When I read this astoundingly mendacious story in the Times, the first thing that I was reminded of was the memorable moment in “Plain Trains and Automobiles” when John Candy confidently tells a dubious state trooper that his burned out, roofless wreck of a car is “safe to drive.” (This goes right into the Ethics Alarms Clip archive.)

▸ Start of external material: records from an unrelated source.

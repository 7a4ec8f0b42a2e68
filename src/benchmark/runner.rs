//! Benchmark execution engine
//!
//! Load is paced in one-second batches: batch `n` dispatches `rps` concurrent
//! calls, and batch `n + 1` starts once the one-second window of batch `n`
//! has elapsed and every call of batch `n` has resolved. The resulting load
//! profile is a step function rather than evenly spaced arrivals.

use chrono::{DateTime, Utc};
use reqwest::header::HeaderMap;
use serde::{Deserialize, Serialize};
use std::sync::Arc;
use std::time::Duration;
use thiserror::Error;
use tokio::task::JoinSet;
use tokio::time::{sleep_until, Instant};
use tokio_util::sync::CancellationToken;
use tracing::{debug, info, warn};

use super::metrics::{ErrorKind, ErrorStats, LatencyStats, MetricsCollector, RequestOutcome};
use super::request::{BenchmarkRequest, ValidationError};
use crate::http::{HttpClient, HttpError, HttpResponse};
use crate::rpc::{JsonRpcRequest, RpcMethod, RpcReply};
use crate::utils::Timer;

/// Default per-request timeout
pub const DEFAULT_TIMEOUT: Duration = Duration::from_secs(10);

/// Length of one pacing window
pub const BATCH_WINDOW: Duration = Duration::from_secs(1);

/// Errors that prevent a benchmark from running
#[derive(Error, Debug)]
pub enum BenchmarkError {
    #[error("Invalid benchmark request: {0}")]
    Validation(#[from] ValidationError),

    #[error(transparent)]
    Client(#[from] HttpError),
}

/// Benchmark result
#[derive(Clone, Debug, Serialize, Deserialize)]
#[serde(rename_all = "camelCase")]
pub struct BenchmarkResult {
    /// Target endpoint
    pub endpoint_url: String,
    /// Method benchmarked
    pub method: RpcMethod,
    /// Requested rate
    pub rps: u32,
    /// Requested duration
    pub duration_seconds: u32,
    /// Requests that produced an outcome
    pub total_requests: u64,
    /// rps x duration
    pub nominal_requests: u64,
    pub success_count: u64,
    pub error_count: u64,
    /// Error percentage (0-100)
    pub error_rate: f64,
    /// Statistics over successful requests only
    pub latency: LatencyStats,
    /// Failures by kind
    pub errors: ErrorStats,
    /// Whether the run was cut short
    pub cancelled: bool,
    /// Wall clock time of the run in milliseconds
    pub elapsed_ms: f64,
    pub started_at: DateTime<Utc>,
    pub finished_at: DateTime<Utc>,
    /// Per-request outcomes, when requested
    #[serde(default, skip_serializing_if = "Option::is_none")]
    pub outcomes: Option<Vec<RequestOutcome>>,
}

impl BenchmarkResult {
    /// Format as summary string
    pub fn format_summary(&self) -> String {
        format!(
            "{} @ {}: {} requests, {} errors ({:.1}%){}\n\
             Latency: {}",
            self.method,
            self.endpoint_url,
            self.total_requests,
            self.error_count,
            self.error_rate,
            if self.cancelled { " [cancelled]" } else { "" },
            self.latency.format_summary()
        )
    }
}

/// Benchmark runner
///
/// Holds no per-run state; concurrent `run` calls on the same runner are
/// independent apart from sharing its cancellation token.
#[derive(Clone, Debug)]
pub struct BenchmarkRunner {
    timeout: Duration,
    cancel: CancellationToken,
}

impl Default for BenchmarkRunner {
    fn default() -> Self {
        Self::new()
    }
}

impl BenchmarkRunner {
    /// Create a new benchmark runner
    pub fn new() -> Self {
        Self {
            timeout: DEFAULT_TIMEOUT,
            cancel: CancellationToken::new(),
        }
    }

    /// Set per-request timeout
    pub fn with_timeout(mut self, timeout: Duration) -> Self {
        self.timeout = timeout;
        self
    }

    /// Token that stops the run when cancelled
    pub fn cancellation_token(&self) -> CancellationToken {
        self.cancel.clone()
    }

    /// Stop the benchmark
    pub fn stop(&self) {
        self.cancel.cancel();
    }

    /// Run the benchmark
    pub async fn run(&self, request: &BenchmarkRequest) -> Result<BenchmarkResult, BenchmarkError> {
        request.validate()?;
        let headers = Arc::new(request.header_map()?);
        let client = HttpClient::with_timeout(self.timeout)?;
        let url: Arc<str> = Arc::from(request.endpoint_url.as_str());

        info!(
            "Starting benchmark: {} at {} ({} rps for {}s, timeout {:?})",
            request.method, request.endpoint_url, request.rps, request.duration_seconds, self.timeout
        );

        let nominal = request.nominal_requests();
        let mut collector = MetricsCollector::with_capacity(nominal.min(1 << 20) as usize);
        let started_at = Utc::now();
        let timer = Timer::start();
        let mut cancelled = false;
        let mut next_id = 1u64;

        for batch in 1..=request.duration_seconds {
            if self.cancel.is_cancelled() {
                cancelled = true;
                break;
            }

            let window_end = Instant::now() + BATCH_WINDOW;
            let mut in_flight = JoinSet::new();

            for _ in 0..request.rps {
                in_flight.spawn(execute_call(
                    client.clone(),
                    url.clone(),
                    headers.clone(),
                    request.method,
                    next_id,
                    batch,
                ));
                next_id += 1;
            }

            let completed = tokio::select! {
                biased;
                _ = self.cancel.cancelled() => false,
                _ = drain_batch(&mut in_flight, &mut collector) => true,
            };

            if !completed {
                in_flight.abort_all();
                cancelled = true;
                break;
            }

            debug!(
                "Batch {}/{} complete: {} requests recorded",
                batch,
                request.duration_seconds,
                collector.request_count()
            );

            // The final batch has no successor to hold back.
            if batch < request.duration_seconds {
                tokio::select! {
                    biased;
                    _ = self.cancel.cancelled() => {
                        cancelled = true;
                        break;
                    }
                    _ = sleep_until(window_end) => {}
                }
            }
        }

        let elapsed = timer.stop("benchmark");
        let (metrics, outcomes) = collector.finalize();

        if cancelled {
            warn!(
                "Benchmark cancelled after {} of {} requests",
                metrics.total_requests, nominal
            );
        }

        info!(
            "Benchmark complete: {} requests, {} errors, avg={:.2}ms p99={:.2}ms",
            metrics.total_requests,
            metrics.error_count(),
            metrics.latency.avg,
            metrics.latency.percentiles.p99
        );

        Ok(BenchmarkResult {
            endpoint_url: request.endpoint_url.clone(),
            method: request.method,
            rps: request.rps,
            duration_seconds: request.duration_seconds,
            total_requests: metrics.total_requests,
            nominal_requests: nominal,
            success_count: metrics.success_count,
            error_count: metrics.error_count(),
            error_rate: metrics.error_rate(),
            latency: metrics.latency,
            errors: metrics.errors,
            cancelled,
            elapsed_ms: elapsed.as_secs_f64() * 1000.0,
            started_at,
            finished_at: Utc::now(),
            outcomes: request.include_outcomes.then_some(outcomes),
        })
    }
}

/// Wait for every call of a batch, recording outcomes as they land
async fn drain_batch(in_flight: &mut JoinSet<RequestOutcome>, collector: &mut MetricsCollector) {
    while let Some(joined) = in_flight.join_next().await {
        match joined {
            Ok(outcome) => collector.record(outcome),
            Err(e) => warn!("Request task failed: {}", e),
        }
    }
}

/// Issue one JSON-RPC call and classify it
async fn execute_call(
    client: HttpClient,
    url: Arc<str>,
    headers: Arc<HeaderMap>,
    method: RpcMethod,
    index: u64,
    batch: u32,
) -> RequestOutcome {
    let body = JsonRpcRequest::new(method, index).to_body();

    let timer = Timer::start();
    let result = client.post_json(&url, &headers, body).await;
    let latency_ms = timer.elapsed_ms();

    classify(result, index, batch, latency_ms)
}

/// Turn a transport result into an outcome
pub fn classify(
    result: Result<HttpResponse, HttpError>,
    index: u64,
    batch: u32,
    latency_ms: f64,
) -> RequestOutcome {
    match result {
        Ok(resp) if resp.is_ok() && RpcReply::parse(&resp.body).is_result() => {
            RequestOutcome::success(index, batch, latency_ms)
        }
        Ok(resp) => {
            debug!("Request {} failed with status {}", index, resp.status_code);
            RequestOutcome::failure(
                index,
                batch,
                latency_ms,
                Some(resp.status_code),
                ErrorKind::HttpError,
            )
        }
        Err(HttpError::Timeout(_)) => {
            RequestOutcome::failure(index, batch, latency_ms, None, ErrorKind::Timeout)
        }
        Err(e @ HttpError::Body { .. }) => {
            debug!("Request {} failed: {}", index, e);
            RequestOutcome::failure(index, batch, latency_ms, e.status_code(), ErrorKind::HttpError)
        }
        Err(e) => {
            debug!("Request {} failed: {}", index, e);
            RequestOutcome::failure(index, batch, latency_ms, None, ErrorKind::NetworkError)
        }
    }
}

President Biden has repeatedly insisted that he has no knowledge of his son Hunter’s various sleazy business schemes, and that Joe never discussed Hunter’s money-making activities with him. Yet yesterday, in his nearly five hours of closed-door testimony to the House Oversight Committee, a former business partner of Hunter’s, Devon Archer, revealed that President Biden met with and spoke to his son Hunter’s international business associates on about 20 occasions as Hunter sought consulting deals (translation: lucrative influence and access peddling arrangements).

Hilariously, Archer claimed that the Joe Biden was not party to any of his son’s business deals. You see, Hunter Biden was just trying to sell the idea that he could provide access to his powerful father—by providing access to his powerful father. He was claiming that he could influence his father by showing that he could persuade him to pick up the phone, drop by and shake hands. Yet, reports the Times, Democrats on the panel insisted that it wasn’t what it was, by definition.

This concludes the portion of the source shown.